:: The task ::
The expected output is every line below, reproduced exactly.

>>>

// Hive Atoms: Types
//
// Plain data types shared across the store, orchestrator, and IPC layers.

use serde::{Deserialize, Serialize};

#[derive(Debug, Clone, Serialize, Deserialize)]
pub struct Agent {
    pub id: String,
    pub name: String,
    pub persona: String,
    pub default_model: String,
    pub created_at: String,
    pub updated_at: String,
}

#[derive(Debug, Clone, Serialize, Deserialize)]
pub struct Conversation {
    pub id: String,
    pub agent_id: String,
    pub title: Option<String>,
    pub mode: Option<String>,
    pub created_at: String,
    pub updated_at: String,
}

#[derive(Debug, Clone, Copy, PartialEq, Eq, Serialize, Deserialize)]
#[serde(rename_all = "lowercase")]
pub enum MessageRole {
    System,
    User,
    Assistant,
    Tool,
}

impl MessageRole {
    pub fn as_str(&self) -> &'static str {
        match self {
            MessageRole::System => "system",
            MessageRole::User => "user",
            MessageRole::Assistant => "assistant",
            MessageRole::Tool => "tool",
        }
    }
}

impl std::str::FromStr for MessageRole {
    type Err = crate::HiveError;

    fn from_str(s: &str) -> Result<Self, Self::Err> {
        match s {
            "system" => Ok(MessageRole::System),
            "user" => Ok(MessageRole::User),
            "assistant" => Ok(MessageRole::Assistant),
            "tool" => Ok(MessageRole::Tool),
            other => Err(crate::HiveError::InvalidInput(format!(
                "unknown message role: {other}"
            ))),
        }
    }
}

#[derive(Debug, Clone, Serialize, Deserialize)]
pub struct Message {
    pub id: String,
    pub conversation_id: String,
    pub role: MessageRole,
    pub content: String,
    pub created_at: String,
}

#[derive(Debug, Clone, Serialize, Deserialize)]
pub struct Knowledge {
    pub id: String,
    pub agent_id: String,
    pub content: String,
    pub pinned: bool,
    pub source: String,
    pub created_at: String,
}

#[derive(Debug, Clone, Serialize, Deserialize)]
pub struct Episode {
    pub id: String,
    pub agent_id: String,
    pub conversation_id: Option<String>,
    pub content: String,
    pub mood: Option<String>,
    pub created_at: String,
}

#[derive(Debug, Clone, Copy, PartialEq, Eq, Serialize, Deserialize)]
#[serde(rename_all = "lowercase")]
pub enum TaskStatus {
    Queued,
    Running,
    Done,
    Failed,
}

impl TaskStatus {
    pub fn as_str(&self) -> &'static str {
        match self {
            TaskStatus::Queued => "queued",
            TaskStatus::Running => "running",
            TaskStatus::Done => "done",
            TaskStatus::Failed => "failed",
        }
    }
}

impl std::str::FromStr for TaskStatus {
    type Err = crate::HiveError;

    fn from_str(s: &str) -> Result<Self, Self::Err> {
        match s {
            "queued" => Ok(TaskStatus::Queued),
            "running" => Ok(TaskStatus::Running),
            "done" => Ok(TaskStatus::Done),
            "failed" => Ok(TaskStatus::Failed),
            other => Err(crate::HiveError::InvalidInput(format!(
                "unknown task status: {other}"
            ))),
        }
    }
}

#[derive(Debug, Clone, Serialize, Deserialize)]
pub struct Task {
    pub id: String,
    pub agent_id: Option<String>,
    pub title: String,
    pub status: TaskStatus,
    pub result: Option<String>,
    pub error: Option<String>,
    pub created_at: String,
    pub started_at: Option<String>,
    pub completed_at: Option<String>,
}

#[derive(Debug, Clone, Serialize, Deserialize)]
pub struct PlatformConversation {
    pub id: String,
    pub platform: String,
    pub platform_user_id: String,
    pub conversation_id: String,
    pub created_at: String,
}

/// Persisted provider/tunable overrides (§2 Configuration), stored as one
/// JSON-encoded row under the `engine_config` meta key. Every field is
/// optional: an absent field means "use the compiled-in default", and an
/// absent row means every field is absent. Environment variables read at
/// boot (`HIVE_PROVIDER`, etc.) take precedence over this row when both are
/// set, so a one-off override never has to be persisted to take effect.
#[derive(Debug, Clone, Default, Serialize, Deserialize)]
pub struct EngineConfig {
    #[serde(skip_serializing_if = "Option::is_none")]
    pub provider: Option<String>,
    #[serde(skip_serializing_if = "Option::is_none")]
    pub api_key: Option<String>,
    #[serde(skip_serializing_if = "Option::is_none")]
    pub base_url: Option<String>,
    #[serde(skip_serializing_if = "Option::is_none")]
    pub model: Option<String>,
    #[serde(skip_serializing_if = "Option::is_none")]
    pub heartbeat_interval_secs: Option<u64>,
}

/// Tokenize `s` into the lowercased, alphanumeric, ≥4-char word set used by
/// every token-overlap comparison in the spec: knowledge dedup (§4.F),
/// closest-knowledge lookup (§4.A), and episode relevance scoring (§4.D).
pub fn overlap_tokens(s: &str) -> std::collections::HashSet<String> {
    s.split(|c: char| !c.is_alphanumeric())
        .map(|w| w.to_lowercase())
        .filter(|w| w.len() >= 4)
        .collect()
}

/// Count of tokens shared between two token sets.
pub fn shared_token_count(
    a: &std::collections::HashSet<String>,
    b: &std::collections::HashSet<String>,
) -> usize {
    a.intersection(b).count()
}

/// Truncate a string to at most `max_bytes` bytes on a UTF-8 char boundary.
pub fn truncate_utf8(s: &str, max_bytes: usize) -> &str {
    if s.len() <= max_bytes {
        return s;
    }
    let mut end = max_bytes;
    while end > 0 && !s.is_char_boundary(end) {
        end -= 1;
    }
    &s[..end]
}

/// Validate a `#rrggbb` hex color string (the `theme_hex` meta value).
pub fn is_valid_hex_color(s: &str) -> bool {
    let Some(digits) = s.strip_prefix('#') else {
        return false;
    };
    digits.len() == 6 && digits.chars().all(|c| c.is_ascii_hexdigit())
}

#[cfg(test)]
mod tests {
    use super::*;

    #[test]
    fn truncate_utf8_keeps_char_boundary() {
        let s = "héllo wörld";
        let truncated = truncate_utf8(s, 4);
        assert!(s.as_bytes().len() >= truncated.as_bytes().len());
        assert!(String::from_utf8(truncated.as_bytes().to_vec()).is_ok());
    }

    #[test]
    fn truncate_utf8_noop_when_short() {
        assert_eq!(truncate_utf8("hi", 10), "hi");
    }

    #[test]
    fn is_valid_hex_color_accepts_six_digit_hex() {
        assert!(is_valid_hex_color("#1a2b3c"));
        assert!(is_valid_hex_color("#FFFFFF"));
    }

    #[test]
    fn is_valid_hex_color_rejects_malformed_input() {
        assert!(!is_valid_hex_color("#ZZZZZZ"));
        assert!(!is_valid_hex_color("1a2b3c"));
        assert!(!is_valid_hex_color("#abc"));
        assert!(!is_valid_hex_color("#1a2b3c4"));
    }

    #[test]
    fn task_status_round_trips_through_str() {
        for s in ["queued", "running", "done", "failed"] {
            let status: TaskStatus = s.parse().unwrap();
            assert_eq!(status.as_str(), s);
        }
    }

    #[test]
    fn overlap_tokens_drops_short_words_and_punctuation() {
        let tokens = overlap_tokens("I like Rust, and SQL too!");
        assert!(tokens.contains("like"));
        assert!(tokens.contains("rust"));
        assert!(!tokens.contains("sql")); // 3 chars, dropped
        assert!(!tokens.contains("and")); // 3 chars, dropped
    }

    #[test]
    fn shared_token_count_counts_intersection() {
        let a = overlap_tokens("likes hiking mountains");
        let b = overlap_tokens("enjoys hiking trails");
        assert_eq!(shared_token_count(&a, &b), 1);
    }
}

<<<

:: Output below ::
// Hive Atoms: Types
//
// Plain data types shared across the store, orchestrator, and IPC layers.

use serde::{Deserialize, Serialize};

#[derive(Debug, Clone, Serialize, Deserialize)]
pub struct Agent {
    pub id: String,
    pub name: String,
    pub persona: String,
    pub default_model: String,
    pub created_at: String,
    pub updated_at: String,
}

#[derive(Debug, Clone, Serialize, Deserialize)]
pub struct Conversation {
    pub id: String,
    pub agent_id: String,
    pub title: Option<String>,
    pub mode: Option<String>,
    pub created_at: String,
    pub updated_at: String,
}

#[derive(Debug, Clone, Copy, PartialEq, Eq, Serialize, Deserialize)]
#[serde(rename_all = "lowercase")]
pub enum MessageRole {
    System,
    User,
    Assistant,
    Tool,
}

impl MessageRole {
    pub fn as_str(&self) -> &'static str {
        match self {
            MessageRole::System => "system",
            MessageRole::User => "user",
            MessageRole::Assistant => "assistant",
            MessageRole::Tool => "tool",
        }
    }
}

impl std::str::FromStr for MessageRole {
    type Err = crate::HiveError;

    fn from_str(s: &str) -> Result<Self, Self::Err> {
        match s {
            "system" => Ok(MessageRole::System),
            "user" => Ok(MessageRole::User),
            "assistant" => Ok(MessageRole::Assistant),
            "tool" => Ok(MessageRole::Tool),
            other => Err(crate::HiveError::InvalidInput(format!(
                "unknown message role: {other}"
            ))),
        }
    }
}

#[derive(Debug, Clone, Serialize, Deserialize)]
pub struct Message {
    pub id: String,
    pub conversation_id: String,
    pub role: MessageRole,
    pub content: String,
    pub created_at: String,
}

#[derive(Debug, Clone, Serialize, Deserialize)]
pub struct Knowledge {
    pub id: String,
    pub agent_id: String,
    pub content: String,
    pub pinned: bool,
    pub source: String,
    pub created_at: String,
}

#[derive(Debug, Clone, Serialize, Deserialize)]
pub struct Episode {
    pub id: String,
    pub agent_id: String,
    pub conversation_id: Option<String>,
    pub content: String,
    pub mood: Option<String>,
    pub created_at: String,
}

#[derive(Debug, Clone, Copy, PartialEq, Eq, Serialize, Deserialize)]
#[serde(rename_all = "lowercase")]
pub enum TaskStatus {
    Queued,
    Running,
    Done,
    Failed,
}

impl TaskStatus {
    pub fn as_str(&self) -> &'static str {
        match self {
            TaskStatus::Queued => "queued",
            TaskStatus::Running => "running",
            TaskStatus::Done => "done",
            TaskStatus::Failed => "failed",
        }
    }
}

impl std::str::FromStr for TaskStatus {
    type Err = crate::HiveError;

    fn from_str(s: &str) -> Result<Self, Self::Err> {
        match s {
            "queued" => Ok(TaskStatus::Queued),
            "running" => Ok(TaskStatus::Running),
            "done" => Ok(TaskStatus::Done),
            "failed" => Ok(TaskStatus::Failed),
            other => Err(crate::HiveError::InvalidInput(format!(
                "unknown task status: {other}"
            ))),
        }
    }
}

#[derive(Debug, Clone, Serialize, Deserialize)]
pub struct Task {
    pub id: String,
    pub agent_id: Option<String>,
    pub title: String,
    pub status: TaskStatus,
    pub result: Option<String>,
    pub error: Option<String>,
    pub created_at: String,
    pub started_at: Option<String>,
    pub completed_at: Option<String>,
}

#[derive(Debug, Clone, Serialize, Deserialize)]
pub struct PlatformConversation {
    pub id: String,
    pub platform: String,
    pub platform_user_id: String,
    pub conversation_id: String,
    pub created_at: String,
}

/// Persisted provider/tunable overrides (§2 Configuration), stored as one
/// JSON-encoded row under the `engine_config` meta key. Every field is
/// optional: an absent field means "use the compiled-in default", and an
/// absent row means every field is absent. Environment variables read at
/// boot (`HIVE_PROVIDER`, etc.) take precedence over this row when both are
/// set, so a one-off override never has to be persisted to take effect.
#[derive(Debug, Clone, Default, Serialize, Deserialize)]
pub struct EngineConfig {
    #[serde(skip_serializing_if = "Option::is_none")]
    pub provider: Option<String>,
    #[serde(skip_serializing_if = "Option::is_none")]
    pub api_key: Option<String>,
    #[serde(skip_serializing_if = "Option::is_none")]
    pub base_url: Option<String>,
    #[serde(skip_serializing_if = "Option::is_none")]
    pub model: Option<String>,
    #[serde(skip_serializing_if = "Option::is_none")]
    pub heartbeat_interval_secs: Option<u64>,
}

/// Tokenize `s` into the lowercased, alphanumeric, ≥4-char word set used by
/// every token-overlap comparison in the spec: knowledge dedup (§4.F),
/// closest-knowledge lookup (§4.A), and episode relevance scoring (§4.D).
pub fn overlap_tokens(s: &str) -> std::collections::HashSet<String> {
    s.split(|c: char| !c.is_alphanumeric())
        .map(|w| w.to_lowercase())
        .filter(|w| w.len() >= 4)
        .collect()
}

/// Count of tokens shared between two token sets.
pub fn shared_token_count(
    a: &std::collections::HashSet<String>,
    b: &std::collections::HashSet<String>,
) -> usize {
    a.intersection(b).count()
}

/// Truncate a string to at most `max_bytes` bytes on a UTF-8 char boundary.
pub fn truncate_utf8(s: &str, max_bytes: usize) -> &str {
    if s.len() <= max_bytes {
        return s;
    }
    let mut end = max_bytes;
    while end > 0 && !s.is_char_boundary(end) {
        end -= 1;
    }
    &s[..end]
}

/// Validate a `#rrggbb` hex color string (the `theme_hex` meta value).
pub fn is_valid_hex_color(s: &str) -> bool {
    let Some(digits) = s.strip_prefix('#') else {
        return false;
    };
    digits.len() == 6 && digits.chars().all(|c| c.is_ascii_hexdigit())
}

#[cfg(test)]
mod tests {
    use super::*;

    #[test]
    fn truncate_utf8_keeps_char_boundary() {
        let s = "héllo wörld";
        let truncated = truncate_utf8(s, 4);
        assert!(s.as_bytes().len() >= truncated.as_bytes().len());
        assert!(String::from_utf8(truncated.as_bytes().to_vec()).is_ok());
    }

    #[test]
    fn truncate_utf8_noop_when_short() {
        assert_eq!(truncate_utf8("hi", 10), "hi");
    }

    #[test]
    fn is_valid_hex_color_accepts_six_digit_hex() {
        assert!(is_valid_hex_color("#1a2b3c"));
        assert!(is_valid_hex_color("#FFFFFF"));
    }

    #[test]
    fn is_valid_hex_color_rejects_malformed_input() {
        assert!(!is_valid_hex_color("#ZZZZZZ"));
        assert!(!is_valid_hex_color("1a2b3c"));
        assert!(!is_valid_hex_color("#abc"));
        assert!(!is_valid_hex_color("#1a2b3c4"));
    }

    #[test]
    fn task_status_round_trips_through_str() {
        for s in ["queued", "running", "done", "failed"] {
            let status: TaskStatus = s.parse().unwrap();
            assert_eq!(status.as_str(), s);
        }
    }

    #[test]
    fn overlap_tokens_drops_short_words_and_punctuation() {
        let tokens = overlap_tokens("I like Rust, and SQL too!");
        assert!(tokens.contains("like"));
        assert!(tokens.contains("rust"));
        assert!(!tokens.contains("sql")); // 3 chars, dropped
        assert!(!tokens.contains("and")); // 3 chars, dropped
    }

    #[test]
    fn shared_token_count_counts_intersection() {
        let a = overlap_tokens("likes hiking mountains");
        let b = overlap_tokens("enjoys hiking trails");
        assert_eq!(shared_token_count(&a, &b), 1);
    }
}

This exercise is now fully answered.